# Trip to Lookout Mountain Tennessee



## dawg53 (Aug 25, 2015)

My wife and I (and dog) took a trip to Lookout Mountain Tennessee. We left early this past Sunday morning. We were driving north on I-75 past Macon Georgia and traffic was slow going due to road construction and accidents. Then it started raining and interstate traffic slowed to a crawl bumper to bumper south of Atlanta.
Southbound traffic was bumper to bumper also. 
We got off the interstate and drove west to Peachtree City, took I-85 north, then back onto I-75 north of Atlanta. 
Just north of Cartersville Georgia, traffic came to another crawl. Then I noticed that there wasnt any traffic in the southbound lanes. 

There was a terrible accident in the southbound side of the interstate. Three cars were sandwiched between two semi trucks. I saw rescuers using the 'jaws of life' prying open the middle car. The third car looked like an accordion. The front end on the first car was all smashed in. It was pouring rain all the while. I said prayers for everyone involved in the accident including rescuers.
Once past the accident, northbound traffic picked up speed.
Southbound I-75 traffic was backed up for many miles.

We arrived at our hotel just off I-24 in Chattanooga in 10.5 hours and it was still raining. Normally it's about a 7 hour drive. There were flood warnings and watches in the area. Luckily it cleared up just enough that we could proceed with our tours the next two days.
Lesson learned at our hotel: It was located close to the interstate. Travelers were checking in at all hours of the night making noise, talking, kids running up and down in the hallways etc...and our dog was barking at them. 
My wife slept through it all. She is a very sound sleeper and has always been like that since she was a kid, 10 hours is her norm. I'm lucky to get 3 or 4 hours sleep and I didnt get none at the hotel, only short power naps in the afternoons.
The hotel provided free breakfast. It looked good to eat but it tasted like cardboard and I tossed it in the garbage. I told my wife about it. She said that IF I didnt eat it, then it MUST be terrible!
The bottom line is that we shouldve chosen a hotel further away from the interstate.

Monday we toured Ruby Falls. It was an 1.5 hour tour 1200 feet down in the side of Lookout Mountain. It was simply awesome! We took quite a few photos. Back at the top, there's an observation deck where you can see the Tennessee river and the city of Chattanooga, very cool.
We then went to the railway Incline and rode the cable car to the bottom of the mountain and back up. It touts as the steepest incline in the world. It was fun and relaxing. Then it was back to the hotel for some rest, then out to eat. 
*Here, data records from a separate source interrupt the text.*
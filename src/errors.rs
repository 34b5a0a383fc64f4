use actix_web::http::StatusCode;
use actix_web::HttpResponse;
use thiserror::Error;

use crate::application::webhook_gateway::WebhookError;
use crate::domain::errors::DomainError;

#[derive(Debug, Error)]
pub enum AppError {
    #[error("{0}")]
    NotFound(String),

    #[error("{0}")]
    BadRequest(String),

    #[error("{0}")]
    Conflict(String),

    #[error("{0}")]
    Unauthorized(String),

    #[error("{0}")]
    BadGateway(String),

    #[error("Internal error: {0}")]
    Internal(String),
}

impl From<DomainError> for AppError {
    fn from(e: DomainError) -> Self {
        let message = e.to_string();
        match e {
            DomainError::NotFound(_) => AppError::NotFound(message),
            DomainError::Validation(_) | DomainError::Unsupported(_) => {
                AppError::BadRequest(message)
            }
            DomainError::StateTransition { .. } | DomainError::DuplicateEvent(_) => {
                AppError::Conflict(message)
            }
            DomainError::Authentication(_) => AppError::Unauthorized(message),
            DomainError::ExternalApi(_) => AppError::BadGateway(message),
            DomainError::Internal(_) => AppError::Internal(message),
        }
    }
}

impl From<WebhookError> for AppError {
    fn from(e: WebhookError) -> Self {
        match e {
            WebhookError::MissingSignature | WebhookError::InvalidSignature => {
                AppError::Unauthorized(e.to_string())
            }
            // Anything retryable must reach the platform as a 5xx.
            WebhookError::Handler(DomainError::Authentication(msg)) => AppError::Unauthorized(msg),
            WebhookError::Handler(inner) => AppError::Internal(inner.to_string()),
        }
    }
}

impl From<actix_web::error::BlockingError> for AppError {
    fn from(e: actix_web::error::BlockingError) -> Self {
        AppError::Internal(e.to_string())
    }
}

impl actix_web::ResponseError for AppError {
    fn status_code(&self) -> StatusCode {
        match self {
            AppError::NotFound(_) => StatusCode::NOT_FOUND,
            AppError::BadRequest(_) => StatusCode::BAD_REQUEST,
            AppError::Conflict(_) => StatusCode::CONFLICT,
            AppError::Unauthorized(_) => StatusCode::UNAUTHORIZED,
            AppError::BadGateway(_) => StatusCode::BAD_GATEWAY,
            AppError::Internal(_) => StatusCode::INTERNAL_SERVER_ERROR,
        }
    }

    fn error_response(&self) -> HttpResponse {
        let message = match self {
            AppError::Internal(detail) => {
                log::error!("internal error: {detail}");
                "Internal server error".to_string()
            }
            other => other.to_string(),
        };
        HttpResponse::build(self.status_code()).json(serde_json::json!({ "error": message }))
    }
}

#[cfg(test)]
mod tests {
    use super::*;
    use crate::domain::errors::ExternalApiError;
    use actix_web::ResponseError;

    fn status(e: DomainError) -> StatusCode {
        AppError::from(e).error_response().status()
    }

    #[test]
    fn domain_errors_map_to_statuses() {
        assert_eq!(status(DomainError::not_found("order X")), StatusCode::NOT_FOUND);
        assert_eq!(status(DomainError::validation("bad crop")), StatusCode::BAD_REQUEST);
        assert_eq!(
            status(DomainError::StateTransition {
                action: "submit",
                state: "cancelled".into()
            }),
            StatusCode::CONFLICT
        );
        assert_eq!(status(DomainError::Authentication("401".into())), StatusCode::UNAUTHORIZED);
        assert_eq!(
            status(DomainError::ExternalApi(ExternalApiError::Timeout)),
            StatusCode::BAD_GATEWAY
        );
        assert_eq!(status(DomainError::Internal("db".into())), StatusCode::INTERNAL_SERVER_ERROR);
    }

    #[test]
    fn not_found_display() {
        assert_eq!(
            AppError::from(DomainError::not_found("order X")).to_string(),
            "order X not found"
        );
    }

    #[test]
    fn internal_error_display() {
        assert_eq!(AppError::Internal("msg".to_string()).to_string(), "Internal error: msg");
    }

    #[test]
    fn webhook_failures_map_to_statuses() {
        let unsigned = AppError::from(WebhookError::MissingSignature);
        assert_eq!(unsigned.error_response().status(), StatusCode::UNAUTHORIZED);
        let retry = AppError::from(WebhookError::Handler(DomainError::Internal("db down".into())));
        assert_eq!(retry.error_response().status(), StatusCode::INTERNAL_SERVER_ERROR);
        let revoked = DomainError::Authentication("revoked".into());
        let reauth = AppError::from(WebhookError::Handler(revoked));
        assert_eq!(reauth.error_response().status(), StatusCode::UNAUTHORIZED);
    }
}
Since I didnt get any sleep Monday night as well, we decided to check out of the hotel early Tuesday morning and go to Rock City. It is located on the Georgia side of Lookout Mountain. 
Rock City is a walking tour and all I can say is that if you havnt been there, this place is a MUST SEE!
The highlights are its BEAUTY, walking across a swinging rope bridge with a deep gorge below(scary and I had to carry the dog,) Lover's Leap, a waterfall, and being able to see seven (7) states from a precipice near the top of the mountain.
There are tight crevices and tunnels to walk through also. Rock City is #1 on my list, #1a is Ruby Falls, #2 in the railway Incline. 
We bought tickets for all three which was cheaper.

We then departed Lookout Mountain and headed home. We had no problems on the interstates and arrived safely back home in 8 hours.
The headache with the road trip up and hotel was all forgotten after seeing Ruby Falls, the railway Incline and especially Rock City. 
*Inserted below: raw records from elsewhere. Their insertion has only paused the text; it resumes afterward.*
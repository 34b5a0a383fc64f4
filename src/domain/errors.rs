use thiserror::Error;

/// Failure talking to a remote HTTP API (storefront platform or production).
#[derive(Debug, Clone, PartialEq, Eq, Error)]
pub enum ExternalApiError {
    #[error("rejected by remote API ({status}): {message}")]
    Client { status: u16, message: String },
    #[error("remote API server error ({status}): {message}")]
    Server { status: u16, message: String },
    #[error("remote API timed out")]
    Timeout,
    #[error("remote API unreachable: {0}")]
    Transport(String),
}

impl ExternalApiError {
    /// Classify a non-success HTTP status code.
    pub fn from_status(status: u16, message: impl Into<String>) -> Self {
        let message = message.into();
        if (400..500).contains(&status) {
            ExternalApiError::Client { status, message }
        } else {
            ExternalApiError::Server { status, message }
        }
    }

    pub fn is_transient(&self) -> bool {
        !matches!(self, ExternalApiError::Client { .. })
    }
}

#[derive(Debug, Error)]
pub enum DomainError {
    #[error("{0} not found")]
    NotFound(String),
    #[error("Invalid input: {0}")]
    Validation(String),
    #[error("cannot {action} in current state ({state})")]
    StateTransition { action: &'static str, state: String },
    #[error(transparent)]
    ExternalApi(#[from] ExternalApiError),
    #[error("platform credentials rejected: {0}")]
    Authentication(String),
    #[error("event {0} already processed")]
    DuplicateEvent(String),
    #[error("not supported: {0}")]
    Unsupported(String),
    #[error("Internal error: {0}")]
    Internal(String),
}

impl DomainError {
    pub fn not_found(what: impl Into<String>) -> Self {
        DomainError::NotFound(what.into())
    }

    pub fn validation(msg: impl Into<String>) -> Self {
        DomainError::Validation(msg.into())
    }

    /// Whether the delivering platform should see a failure and redeliver.
    pub fn is_retryable(&self) -> bool {
        match self {
            DomainError::Internal(_) => true,
            DomainError::ExternalApi(e) => e.is_transient(),
            _ => false,
        }
    }
}
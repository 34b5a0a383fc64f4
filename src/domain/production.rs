use chrono::NaiveDate;
use serde::{Deserialize, Serialize};
use uuid::Uuid;

use super::errors::ExternalApiError;

#[derive(Debug, Clone, PartialEq, Serialize, Deserialize)]
pub struct DraftOrderItem {
    pub variant_mapping_id: Uuid,
    pub image_id: Option<String>,
    pub frame_sku_id: String,
    pub cx: f64,
    pub cy: f64,
    pub cw: f64,
    pub ch: f64,
    pub width: f64,
    pub height: f64,
    pub unit: String,
    pub quantity: i32,
}

#[derive(Debug, Clone, PartialEq, Serialize, Deserialize)]
pub struct DraftOrderBody {
    pub reference: String,
    pub draft_order_items: Vec<DraftOrderItem>,
}

/// Body of `POST /draft_orders`.
#[derive(Debug, Clone, PartialEq, Serialize, Deserialize)]
pub struct DraftOrderRequest {
    pub draft_order: DraftOrderBody,
}

#[derive(Debug, Clone, PartialEq, Eq)]
pub struct ProductionAck {
    pub production_order_id: String,
    pub promised_dispatch_date: Option<NaiveDate>,
}

/// The downstream system that manufactures the framed prints.
pub trait ProductionApi: Send + Sync {
    fn create_draft_order(
        &self,
        request: &DraftOrderRequest,
    ) -> Result<ProductionAck, ExternalApiError>;
}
One other lesson learned; avoid Atlanta. Unfortunately though, most roads lead to Atlanta.


----------



## nannypattyrn (Aug 23, 2015)

Dawg, Jim and I went there several years ago when our DIL graduated from college in Cleveland. Beautiful country. Lookout mountain was awesome. We met one of our former pastors who was born and raised in the area. He took us on a short sightseeing tour of the area and rode with on the train that goes up the mountain. Of course it was the only time since it was built that it got stuck on the side of the mountain and we ended up walking back down!


----------



## chickenqueen (Jan 9, 2016)

The mountains are gorgeous!!!I went to Kentucky and West Virginia mountains to go spelunking.The outside was as good as the inside.The scenery can't be described with words.Did you see where the forest fires were last year?


----------



## robin416 (Sep 8, 2013)

I would almost be jealous if I hadn't traveled so much during my lifetime. I do remember those moments of awe at the views when on top of the world though and are memories to be carried forever.
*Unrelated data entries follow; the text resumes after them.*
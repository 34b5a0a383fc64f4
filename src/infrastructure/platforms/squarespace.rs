//! Squarespace Commerce REST adapter.
//!
//! Squarespace has no fulfillment sub-orders: a pending order is exposed as a
//! single open fulfillment order covering every line, and a fulfillment
//! always closes the whole order.

use chrono::{DateTime, Utc};
use serde::Deserialize;
use serde_json::{json, Value};

use crate::domain::errors::DomainError;
use crate::domain::money::opt_minor_units;
use crate::domain::order::{OrderTotals, ShippingAddress};
use crate::domain::platform::{
    FulfillmentOrder, FulfillmentOrderLine, PlatformAdapter, PlatformShipment, RemoteLineItem,
    RemoteOrder,
};
use crate::domain::store::Platform;
use crate::infrastructure::http::{platform_error, send_empty, send_json, ApiClient};

const USER_AGENT: &str = "pod-order-service";

#[derive(Debug, Default, Deserialize)]
struct Money {
    value: Option<String>,
    currency: Option<String>,
}

#[derive(Debug, Default, Deserialize)]
#[serde(rename_all = "camelCase")]
struct Address {
    first_name: Option<String>,
    last_name: Option<String>,
    address1: Option<String>,
    address2: Option<String>,
    city: Option<String>,
    state: Option<String>,
    country_code: Option<String>,
    postal_code: Option<String>,
    phone: Option<String>,
}

#[derive(Debug, Deserialize)]
#[serde(rename_all = "camelCase")]
struct LineItem {
    id: String,
    variant_id: Option<String>,
    sku: Option<String>,
    product_name: Option<String>,
    quantity: i32,
    unit_price_paid: Option<Money>,
}

#[derive(Debug, Deserialize)]
#[serde(rename_all = "camelCase")]
struct SquarespaceOrder {
    id: String,
    order_number: Option<String>,
    customer_email: Option<String>,
    created_on: Option<DateTime<Utc>>,
    fulfillment_status: Option<String>,
    shipping_address: Option<Address>,
    #[serde(default)]
    line_items: Vec<LineItem>,
    subtotal: Option<Money>,
    shipping_total: Option<Money>,
    discount_total: Option<Money>,
    tax_total: Option<Money>,
    grand_total: Option<Money>,
}

fn amount(money: &Option<Money>) -> Option<&str> {
    money.as_ref()?.value.as_deref()
}

fn full_name(first: Option<&str>, last: Option<&str>) -> Option<String> {
    let name = [first, last].into_iter().flatten().collect::<Vec<_>>().join(" ");
    (!name.trim().is_empty()).then(|| name.trim().to_string())
}

fn convert(order: SquarespaceOrder, raw: Value) -> Result<RemoteOrder, DomainError> {
    let currency = order
        .grand_total
        .as_ref()
        .and_then(|m| m.currency.clone())
        .unwrap_or_else(|| "USD".to_string());

    let mut line_items = Vec::with_capacity(order.line_items.len());
    let raw_lines = raw.get("lineItems").and_then(Value::as_array);
    for (n, line) in order.line_items.into_iter().enumerate() {
        line_items.push(RemoteLineItem {
            unit_price: opt_minor_units(amount(&line.unit_price_paid), &currency)?,
            external_line_id: line.id,
            title: line.product_name.unwrap_or_default(),
            sku: line.sku,
            quantity: line.quantity,
            tax: 0,
            discount: 0,
            variant_external_id: line.variant_id,
            raw: raw_lines.and_then(|l| l.get(n)).cloned().unwrap_or(Value::Null),
        });
    }

    let shipping_address = order.shipping_address.map(|a| ShippingAddress {
        name: full_name(a.first_name.as_deref(), a.last_name.as_deref()),
        company: None,
        address1: a.address1,
        address2: a.address2,
        city: a.city,
        province_code: a.state,
        zip: a.postal_code,
        country_code: a.country_code,
        phone: a.phone,
    });

    Ok(RemoteOrder {
        name: order.order_number.map(|n| format!("#{n}")).unwrap_or_default(),
        external_id: order.id,
        email: order.customer_email,
        totals: OrderTotals {
            subtotal: opt_minor_units(amount(&order.subtotal), &currency)?,
            shipping: opt_minor_units(amount(&order.shipping_total), &currency)?,
            tax: opt_minor_units(amount(&order.tax_total), &currency)?,
            discount: opt_minor_units(amount(&order.discount_total), &currency)?,
            total: opt_minor_units(amount(&order.grand_total), &currency)?,
        },
        cancelled: order.fulfillment_status.as_deref() == Some("CANCELED"),
        placed_at: order.created_on,
        currency,
        line_items,
        shipping_address,
        raw,
    })
}

pub struct SquarespaceAdapter {
    http: ApiClient,
    access_token: String,
}

impl SquarespaceAdapter {
    pub fn new(http: ApiClient, access_token: impl Into<String>) -> Self {
        Self {
            http,
            access_token: access_token.into(),
        }
    }

    fn order_json(&self, external_order_id: &str) -> Result<Value, DomainError> {
        send_json(
            self.http
                .get(&format!("commerce/orders/{external_order_id}"))
                .bearer_auth(&self.access_token)
                .header(reqwest::header::USER_AGENT, USER_AGENT),
        )
        .map_err(platform_error)
    }
}

impl PlatformAdapter for SquarespaceAdapter {
    fn platform(&self) -> Platform {
        Platform::Squarespace
    }

    fn fetch_order(&self, external_order_id: &str) -> Result<RemoteOrder, DomainError> {
        let raw = self.order_json(external_order_id)?;
        let order: SquarespaceOrder = serde_json::from_value(raw.clone())
            .map_err(|e| {
                DomainError::Internal(format!("squarespace order {external_order_id}: {e}"))
            })?;
        convert(order, raw)
    }

    fn open_fulfillment_orders(
        &self,
        external_order_id: &str,
    ) -> Result<Vec<FulfillmentOrder>, DomainError> {
        let order = self.fetch_order(external_order_id)?;
        Ok(open_fulfillment(&order).into_iter().collect())
    }

    fn create_fulfillment(&self, shipment: &PlatformShipment) -> Result<String, DomainError> {
        let body = json!({
            "shouldSendNotification": shipment.notify_customer,
            "shipments": [{
                "shipDate": Utc::now().to_rfc3339(),
                "carrierName": shipment.tracking.carrier,
                "service": "standard",
                "trackingNumber": shipment.tracking.number,
                "trackingUrl": shipment.tracking.url,
            }],
        });
        send_empty(
            self.http
                .post(&format!("commerce/orders/{}/fulfillments", shipment.order_external_id))
                .bearer_auth(&self.access_token)
                .header(reqwest::header::USER_AGENT, USER_AGENT)
                .json(&body),
        )
        .map_err(platform_error)?;
        Ok(shipment.order_external_id.clone())
    }
}

fn open_fulfillment(order: &RemoteOrder) -> Option<FulfillmentOrder> {
    let pending = order.raw.get("fulfillmentStatus").and_then(Value::as_str) == Some("PENDING");
    if !pending {
        return None;
    }
    Some(FulfillmentOrder {
        id: order.external_id.clone(),
        lines: order
            .line_items
            .iter()
            .map(|l| FulfillmentOrderLine {
                id: l.external_line_id.clone(),
                line_item_id: l.external_line_id.clone(),
                remaining_quantity: l.quantity,
            })
            .collect(),
    })
}

#[cfg(test)]
mod tests {
    use super::*;

    fn sample() -> Value {
        json!({
            "id": "585d498fdee9f31a60284a37",
            "orderNumber": "1010",
            "customerEmail": "ada@example.com",
            "createdOn": "2024-03-01T10:00:00.000Z",
            "fulfillmentStatus": "PENDING",
            "shippingAddress": {
                "firstName": "Ada", "lastName": "Lovelace", "address1": "12 St James Sq",
                "city": "London", "state": null, "countryCode": "GB", "postalCode": "SW1Y 4JH"
            },
            "lineItems": [{
                "id": "585d498fdee9f31a60284a39",
                "variantId": "b3bbd0b6-8b3d-4a0b-9c1c-b4d9f6a7b0b1",
                "sku": "SQ-001",
                "productName": "Framed print",
                "quantity": 1,
                "unitPricePaid": { "currency": "GBP", "value": "45.00" }
            }],
            "subtotal": { "currency": "GBP", "value": "45.00" },
            "shippingTotal": { "currency": "GBP", "value": "4.50" },
            "discountTotal": { "currency": "GBP", "value": "0.00" },
            "taxTotal": { "currency": "GBP", "value": "0.00" },
            "grandTotal": { "currency": "GBP", "value": "49.50" }
        })
    }

    #[test]
    fn order_is_converted() {
        let raw = sample();
        let order = convert(serde_json::from_value(raw.clone()).unwrap(), raw).unwrap();
        assert_eq!(order.name, "#1010");
        assert_eq!(order.currency, "GBP");
        assert_eq!(order.totals.total, 4950);
        assert_eq!(order.line_items[0].unit_price, 4500);
        assert_eq!(
            order.shipping_address.as_ref().and_then(|a| a.name.as_deref()),
            Some("Ada Lovelace")
        );
        assert!(!order.cancelled);
    }

    #[test]
    fn pending_order_is_one_open_fulfillment() {
        let raw = sample();
        let order = convert(serde_json::from_value(raw.clone()).unwrap(), raw).unwrap();
        let open = open_fulfillment(&order).unwrap();
        assert_eq!(open.lines.len(), 1);
        assert_eq!(open.lines[0].remaining_quantity, 1);

        let mut shipped = sample();
        shipped["fulfillmentStatus"] = json!("FULFILLED");
        let order = convert(serde_json::from_value(shipped.clone()).unwrap(), shipped).unwrap();
        assert!(open_fulfillment(&order).is_none());
    }
}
There is a way to avoid Atlanta but it would mean leaving the interstate. I'm an interstate driver, I will take it every time but these are roads I've traveled and find that they are very good substitutes when trying to avoid problem areas like Atlanta.


----------



## dawg53 (Aug 25, 2015)

Holy cow Patti! I cant imagine walking down that thing, especially if it were close to the top or even half way UGH. Scary! I hope you didnt have your car parked at the top!

CQ, we didnt see any evidence of wildfires while we were there. I was looking though. I've been through Kentucky and West Virginia as a kid. I remember it being beautiful and adventurous. I'm sure it still is as it was back then.

Robin. Going up we took short cuts through the back roads of south Georgia to save time. I know south Georgia roads really well. I dont know the roads west of I-75 or north of I-16 hardly at all. The torrential rains didnt help neither as secondary roads had slow moving traffic as well.
Like you, I prefer the interstate. I havnt been on many secondary roads except south Georgia and northeast Florida. That's because I havnt moved around the country alot lol.


----------



## chickenqueen (Jan 9, 2016)

Well,you got to see the green of TN instead of charred mountainside.I wonder if things are starting to grow again,that would be neat to see,green popping up in a blackened landscape.


----------



## nannypattyrn (Aug 23, 2015)

We live on the south side of the Arbuckle mountains. Over the last few years they have had a few fires that have really scorched them leaving the rocky terrains. The yellow wild daisies have taken over. They are spectacular.


----------



## WeeLittleChicken (Aug 31, 2012)

Ooo, another place to jot down in case I am ever in the area. Sounds like a blast. Are you going to share any snaps of your trip?


----------



## dawg53 (Aug 25, 2015)

Here's a few pics of Rock City and the Incline.


----------



## dawg53 (Aug 25, 2015)

A few more pics of Rock City.


----------



## seminole wind (Aug 22, 2015)

Stunning! One day I'll go. My daughter is looking to move there or Ohio. I know what I'd pick. I could take my boat being it's full of lakes in Tenn.


----------